→ Task objective: What is the number of lines in the data holding the word "pass"? Give that number by itself.

[Stored items]
----
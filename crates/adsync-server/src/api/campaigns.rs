use adsync_core::{CampaignFilter, CampaignStatus, CampaignUpdate, NewCampaign, PageRequest};
use adsync_sync::{RemoteOutcome, SkipReason};
use axum::{
    extract::{Path, Query, State},
    http::StatusCode,
    Extension, Json,
};
use serde::{Deserialize, Serialize};
use serde_json::Value;
use uuid::Uuid;

use super::{
    campaign_view, map_store_error, map_sync_error, parse_status_filter, ApiError, ApiResponse,
    AppState,
};
use crate::middleware::{CurrentUser, RequestId};

#[derive(Debug, Deserialize)]
pub(super) struct CampaignListQuery {
    status: Option<String>,
    page: Option<u32>,
    limit: Option<u32>,
}

#[derive(Debug, Deserialize)]
pub(super) struct StatusBody {
    #[serde(default)]
    status: String,
}

#[derive(Debug, Serialize)]
pub(super) struct CampaignListData {
    campaigns: Vec<Value>,
    total: u64,
    page: u32,
    pages: u64,
}

#[derive(Debug, Serialize)]
#[serde(rename_all = "camelCase")]
pub(super) struct CreateData {
    message: String,
    campaign: Value,
    #[serde(flatten)]
    remote: RemoteOutcome,
    meta_campaign_id: Option<String>,
    meta_objective: Option<String>,
}

#[derive(Debug, Serialize)]
#[serde(rename_all = "camelCase")]
pub(super) struct MutationData {
    message: &'static str,
    campaign: Value,
    #[serde(flatten)]
    remote: RemoteOutcome,
    #[serde(skip_serializing_if = "Vec::is_empty")]
    rejected_fields: Vec<String>,
}

#[derive(Debug, Serialize)]
#[serde(rename_all = "camelCase")]
pub(super) struct DeleteData {
    message: &'static str,
    campaign_id: Uuid,
    campaign_name: String,
    remote_deleted: bool,
    #[serde(flatten)]
    remote: RemoteOutcome,
}

fn invalid_id(req_id: &str) -> ApiError {
    ApiError::new(req_id, "validation_error", "campaign id must be a UUID")
}

fn parse_id(req_id: &str, raw: &str) -> Result<Uuid, ApiError> {
    raw.parse().map_err(|_| invalid_id(req_id))
}

fn create_message(name: &str, remote: &RemoteOutcome) -> String {
    match remote {
        RemoteOutcome::Synced => {
            format!("Campaign \"{name}\" created in Meta Business and the local database")
        }
        RemoteOutcome::Failed(reason) => {
            format!("Campaign \"{name}\" created locally only. {reason}")
        }
        RemoteOutcome::Skipped(_) => {
            format!("Campaign \"{name}\" created locally only. Connect Meta account to sync.")
        }
    }
}

fn status_message(remote: &RemoteOutcome) -> &'static str {
    if remote.is_synced() {
        "Campaign status updated locally and on Meta Ads"
    } else {
        "Campaign status updated locally (Meta sync not available)"
    }
}

fn update_message(remote: &RemoteOutcome) -> &'static str {
    match remote {
        RemoteOutcome::Synced => "Campaign updated locally and synced with Meta Ads",
        RemoteOutcome::Skipped(SkipReason::NothingToSync) => "Campaign updated locally",
        _ => "Campaign updated locally (Meta sync not available)",
    }
}

pub(super) async fn list_campaigns(
    State(state): State<AppState>,
    Extension(req_id): Extension<RequestId>,
    Extension(CurrentUser(user)): Extension<CurrentUser>,
    Query(query): Query<CampaignListQuery>,
) -> Result<Json<ApiResponse<CampaignListData>>, ApiError> {
    let filter = CampaignFilter {
        status: parse_status_filter(&req_id.0, query.status.as_deref())?,
    };
    let page = state
        .engine
        .store()
        .find(user.id, &filter, PageRequest::new(query.page, query.limit))
        .await
        .map_err(|e| map_store_error(req_id.0.clone(), &e))?;

    Ok(Json(ApiResponse::new(
        req_id.0,
        CampaignListData {
            campaigns: page.items.iter().map(campaign_view).collect(),
            total: page.total,
            page: page.page,
            pages: page.pages(),
        },
    )))
}

pub(super) async fn create_campaign(
    State(state): State<AppState>,
    Extension(req_id): Extension<RequestId>,
    Extension(CurrentUser(user)): Extension<CurrentUser>,
    Json(body): Json<NewCampaign>,
) -> Result<(StatusCode, Json<ApiResponse<CreateData>>), ApiError> {
    let outcome = state
        .engine
        .create(&user.owner(), body)
        .await
        .map_err(|e| map_sync_error(req_id.0.clone(), e))?;

    let campaign = &outcome.campaign;
    let linked = campaign.is_remote_linked();
    Ok((
        StatusCode::CREATED,
        Json(ApiResponse::new(
            req_id.0,
            CreateData {
                message: create_message(&campaign.name, &outcome.remote),
                campaign: campaign_view(campaign),
                meta_campaign_id: linked.then(|| campaign.remote_campaign_id.clone()),
                meta_objective: campaign.remote_objective.clone(),
                remote: outcome.remote,
            },
        )),
    ))
}

pub(super) async fn update_campaign(
    State(state): State<AppState>,
    Extension(req_id): Extension<RequestId>,
    Extension(CurrentUser(user)): Extension<CurrentUser>,
    Path(id): Path<String>,
    Json(body): Json<Value>,
) -> Result<Json<ApiResponse<MutationData>>, ApiError> {
    let id = parse_id(&req_id.0, &id)?;
    let (update, rejected) = CampaignUpdate::from_json(body)
        .map_err(|e| ApiError::new(&req_id.0, "validation_error", e.to_string()))?;

    let outcome = state
        .engine
        .update(&user.owner(), id, update, rejected)
        .await
        .map_err(|e| map_sync_error(req_id.0.clone(), e))?;

    Ok(Json(ApiResponse::new(
        req_id.0,
        MutationData {
            message: update_message(&outcome.remote),
            campaign: campaign_view(&outcome.campaign),
            remote: outcome.remote,
            rejected_fields: outcome.rejected_fields,
        },
    )))
}

pub(super) async fn update_campaign_status(
    State(state): State<AppState>,
    Extension(req_id): Extension<RequestId>,
    Extension(CurrentUser(user)): Extension<CurrentUser>,
    Path(id): Path<String>,
    Json(body): Json<StatusBody>,
) -> Result<Json<ApiResponse<MutationData>>, ApiError> {
    let id = parse_id(&req_id.0, &id)?;
    let status = body
        .status
        .parse::<CampaignStatus>()
        .map_err(|e| ApiError::new(&req_id.0, "validation_error", e.to_string()))?;

    let outcome = state
        .engine
        .set_status(&user.owner(), id, status)
        .await
        .map_err(|e| map_sync_error(req_id.0.clone(), e))?;

    Ok(Json(ApiResponse::new(
        req_id.0,
        MutationData {
            message: status_message(&outcome.remote),
            campaign: campaign_view(&outcome.campaign),
            remote: outcome.remote,
            rejected_fields: outcome.rejected_fields,
        },
    )))
}

pub(super) async fn delete_campaign(
    State(state): State<AppState>,
    Extension(req_id): Extension<RequestId>,
    Extension(CurrentUser(user)): Extension<CurrentUser>,
    Path(id): Path<String>,
) -> Result<Json<ApiResponse<DeleteData>>, ApiError> {
    let id = parse_id(&req_id.0, &id)?;
    let outcome = state
        .engine
        .delete(&user.owner(), id)
        .await
        .map_err(|e| map_sync_error(req_id.0.clone(), e))?;

    let remote_deleted = outcome.remote_deleted();
    Ok(Json(ApiResponse::new(
        req_id.0,
        DeleteData {
            message: if remote_deleted {
                "Campaign deleted locally and from Meta Business"
            } else {
                "Campaign deleted locally (Meta sync not available or local campaign)"
            },
            campaign_id: id,
            campaign_name: outcome.campaign_name,
            remote_deleted,
            remote: outcome.remote,
        },
    )))
}

#[cfg(test)]
mod tests {
    use super::*;

    #[test]
    fn create_message_reflects_remote_outcome() {
        assert!(create_message("Spring", &RemoteOutcome::Synced).contains("Meta Business"));
        let failed = create_message("Spring", &RemoteOutcome::Failed("token expired".into()));
        assert_eq!(failed, "Campaign \"Spring\" created locally only. token expired");
        let skipped = create_message("Spring", &RemoteOutcome::Skipped(SkipReason::NoCredentials));
        assert!(skipped.ends_with("Connect Meta account to sync."));
    }

    #[test]
    fn update_message_distinguishes_local_only_patches() {
        assert_eq!(
            update_message(&RemoteOutcome::Skipped(SkipReason::NothingToSync)),
            "Campaign updated locally"
        );
        assert_eq!(
            update_message(&RemoteOutcome::Skipped(SkipReason::NotLinked)),
            "Campaign updated locally (Meta sync not available)"
        );
    }

    #[test]
    fn malformed_id_is_a_validation_error() {
        let err = parse_id("req-1", "abc").expect_err("not a uuid");
        assert_eq!(err.code, "validation_error");
    }
}
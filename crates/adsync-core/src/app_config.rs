use std::net::SocketAddr;

/// Graph API root used when `ADSYNC_META_BASE_URL` is unset.
pub const DEFAULT_META_BASE_URL: &str = "https://graph.facebook.com/v18.0";

#[derive(Debug, Clone, Copy, PartialEq, Eq)]
pub enum Environment {
    Development,
    Test,
    Production,
}

impl Environment {
    #[must_use]
    pub fn is_development(self) -> bool {
        self == Environment::Development
    }
}

impl std::fmt::Display for Environment {
    fn fmt(&self, f: &mut std::fmt::Formatter<'_>) -> std::fmt::Result {
        match self {
            Environment::Development => write!(f, "development"),
            Environment::Test => write!(f, "test"),
            Environment::Production => write!(f, "production"),
        }
    }
}

#[derive(Clone)]
pub struct AppConfig {
    pub database_url: String,
    pub env: Environment,
    pub bind_addr: SocketAddr,
    pub log_level: String,
    pub jwt_secret: String,
    /// True when `jwt_secret` is the built-in development fallback.
    pub jwt_secret_is_fallback: bool,
    pub jwt_ttl_secs: u64,
    pub db_max_connections: u32,
    pub db_min_connections: u32,
    pub db_acquire_timeout_secs: u64,
    pub meta_base_url: String,
    pub meta_timeout_secs: u64,
    /// Campaign cap for the bounded sync that follows a local edit.
    pub sync_bounded_limit: usize,
    pub rate_limit_per_minute: u32,
}

impl std::fmt::Debug for AppConfig {
    fn fmt(&self, f: &mut std::fmt::Formatter<'_>) -> std::fmt::Result {
        f.debug_struct("AppConfig")
            .field("env", &self.env)
            .field("bind_addr", &self.bind_addr)
            .field("log_level", &self.log_level)
            .field("database_url", &"[redacted]")
            .field("jwt_secret", &"[redacted]")
            .field("jwt_secret_is_fallback", &self.jwt_secret_is_fallback)
            .field("jwt_ttl_secs", &self.jwt_ttl_secs)
            .field("db_max_connections", &self.db_max_connections)
            .field("db_min_connections", &self.db_min_connections)
            .field("db_acquire_timeout_secs", &self.db_acquire_timeout_secs)
            .field("meta_base_url", &self.meta_base_url)
            .field("meta_timeout_secs", &self.meta_timeout_secs)
            .field("sync_bounded_limit", &self.sync_bounded_limit)
            .field("rate_limit_per_minute", &self.rate_limit_per_minute)
            .finish()
    }
}
use adsync_core::RemoteCredential;
use async_trait::async_trait;
use chrono::NaiveDate;

use crate::error::MetaError;
use crate::types::{
    CreateCampaignSpec, CreatedCampaign, CredentialCheck, Insights, RemoteCampaign,
    RemoteCampaignPatch, RemoteStatus,
};

/// Outbound operations against the remote ad platform.
///
/// None of the methods retry. Callers decide whether a failure is fatal.
#[async_trait]
pub trait AdPlatform: Send + Sync {
    /// Lists up to 100 campaigns of the credential's ad account, each stamped
    /// with the account currency.
    async fn list_campaigns(
        &self,
        credential: &RemoteCredential,
    ) -> Result<Vec<RemoteCampaign>, MetaError>;

    async fn fetch_insights(
        &self,
        access_token: &str,
        remote_id: &str,
        date_preset: &str,
    ) -> Result<Insights, MetaError>;

    async fn fetch_insights_range(
        &self,
        access_token: &str,
        remote_id: &str,
        since: NaiveDate,
        until: NaiveDate,
    ) -> Result<Insights, MetaError>;

    async fn create_campaign(
        &self,
        credential: &RemoteCredential,
        spec: &CreateCampaignSpec,
    ) -> Result<CreatedCampaign, MetaError>;

    async fn update_campaign(
        &self,
        access_token: &str,
        remote_id: &str,
        patch: &RemoteCampaignPatch,
    ) -> Result<(), MetaError>;

    async fn set_status(
        &self,
        access_token: &str,
        remote_id: &str,
        status: RemoteStatus,
    ) -> Result<(), MetaError>;

    async fn delete_campaign(&self, access_token: &str, remote_id: &str) -> Result<(), MetaError>;

    async fn validate_credential(&self, credential: &RemoteCredential) -> CredentialCheck;

    /// Best-effort insights: any failure is logged and yields zeroed metrics.
    async fn get_insights(&self, access_token: &str, remote_id: &str, date_preset: &str) -> Insights {
        match self.fetch_insights(access_token, remote_id, date_preset).await {
            Ok(insights) => insights,
            Err(e) => {
                tracing::warn!(remote_id, error = %e, "insights fetch failed; using zeroed metrics");
                Insights::default()
            }
        }
    }

    /// Best-effort variant of [`AdPlatform::fetch_insights_range`].
    async fn get_insights_range(
        &self,
        access_token: &str,
        remote_id: &str,
        since: NaiveDate,
        until: NaiveDate,
    ) -> Insights {
        match self
            .fetch_insights_range(access_token, remote_id, since, until)
            .await
        {
            Ok(insights) => insights,
            Err(e) => {
                tracing::warn!(remote_id, %since, %until, error = %e, "range insights fetch failed; using zeroed metrics");
                Insights::default()
            }
        }
    }
}
use adsync_core::Campaign;
use serde::ser::SerializeStruct;
use serde::{Serialize, Serializer};

pub const CREDENTIALS_MISSING_MESSAGE: &str =
    "Meta credentials not configured. Please connect your Meta account in Settings.";

#[derive(Debug, Clone, Copy, PartialEq, Eq)]
pub enum SkipReason {
    /// The campaign only exists locally.
    NotLinked,
    NoCredentials,
    /// The change touched no field the Graph API knows about.
    NothingToSync,
}

/// What happened on the remote side of a dual write.
#[derive(Debug, Clone, PartialEq, Eq)]
pub enum RemoteOutcome {
    Synced,
    Skipped(SkipReason),
    Failed(String),
}

impl RemoteOutcome {
    #[must_use]
    pub fn is_synced(&self) -> bool {
        matches!(self, RemoteOutcome::Synced)
    }

    #[must_use]
    pub fn error_message(&self) -> Option<&str> {
        match self {
            RemoteOutcome::Failed(message) => Some(message),
            RemoteOutcome::Skipped(SkipReason::NoCredentials) => Some(CREDENTIALS_MISSING_MESSAGE),
            _ => None,
        }
    }
}

/// Serializes as `{"remoteSynced": bool, "remoteError": string?}`.
impl Serialize for RemoteOutcome {
    fn serialize<S: Serializer>(&self, serializer: S) -> Result<S::Ok, S::Error> {
        let error = self.error_message();
        let mut state =
            serializer.serialize_struct("RemoteOutcome", if error.is_some() { 2 } else { 1 })?;
        state.serialize_field("remoteSynced", &self.is_synced())?;
        if let Some(error) = error {
            state.serialize_field("remoteError", error)?;
        }
        state.end()
    }
}

/// Result of a sync pass.
#[derive(Debug, Clone, Default, PartialEq, Serialize)]
pub struct SyncReport {
    pub created: usize,
    pub updated: usize,
    pub errors: usize,
    /// Remote campaigns considered in this pass.
    pub total: usize,
    /// The owner's full campaign list after the pass.
    #[serde(skip)]
    pub campaigns: Vec<Campaign>,
}

#[derive(Debug, Clone, PartialEq)]
pub struct CreateOutcome {
    pub campaign: Campaign,
    pub remote: RemoteOutcome,
}

#[derive(Debug, Clone, PartialEq)]
pub struct MutationOutcome {
    pub campaign: Campaign,
    pub remote: RemoteOutcome,
    /// Keys dropped from the request because they are not updatable.
    pub rejected_fields: Vec<String>,
}

#[derive(Debug, Clone, PartialEq)]
pub struct DeleteOutcome {
    pub campaign_name: String,
    pub remote: RemoteOutcome,
}

impl DeleteOutcome {
    #[must_use]
    pub fn remote_deleted(&self) -> bool {
        self.remote.is_synced()
    }
}

#[cfg(test)]
mod tests {
    use super::*;

    #[test]
    fn failed_outcome_serializes_error() {
        let value = serde_json::to_value(RemoteOutcome::Failed("boom".to_string())).unwrap();
        assert_eq!(value, serde_json::json!({"remoteSynced": false, "remoteError": "boom"}));
    }

    #[test]
    fn synced_outcome_has_no_error() {
        let value = serde_json::to_value(RemoteOutcome::Synced).unwrap();
        assert_eq!(value, serde_json::json!({"remoteSynced": true}));
    }

    #[test]
    fn missing_credentials_explain_themselves() {
        let outcome = RemoteOutcome::Skipped(SkipReason::NoCredentials);
        assert_eq!(outcome.error_message(), Some(CREDENTIALS_MISSING_MESSAGE));
        assert_eq!(RemoteOutcome::Skipped(SkipReason::NotLinked).error_message(), None);
    }
}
----
→ Answer section: 3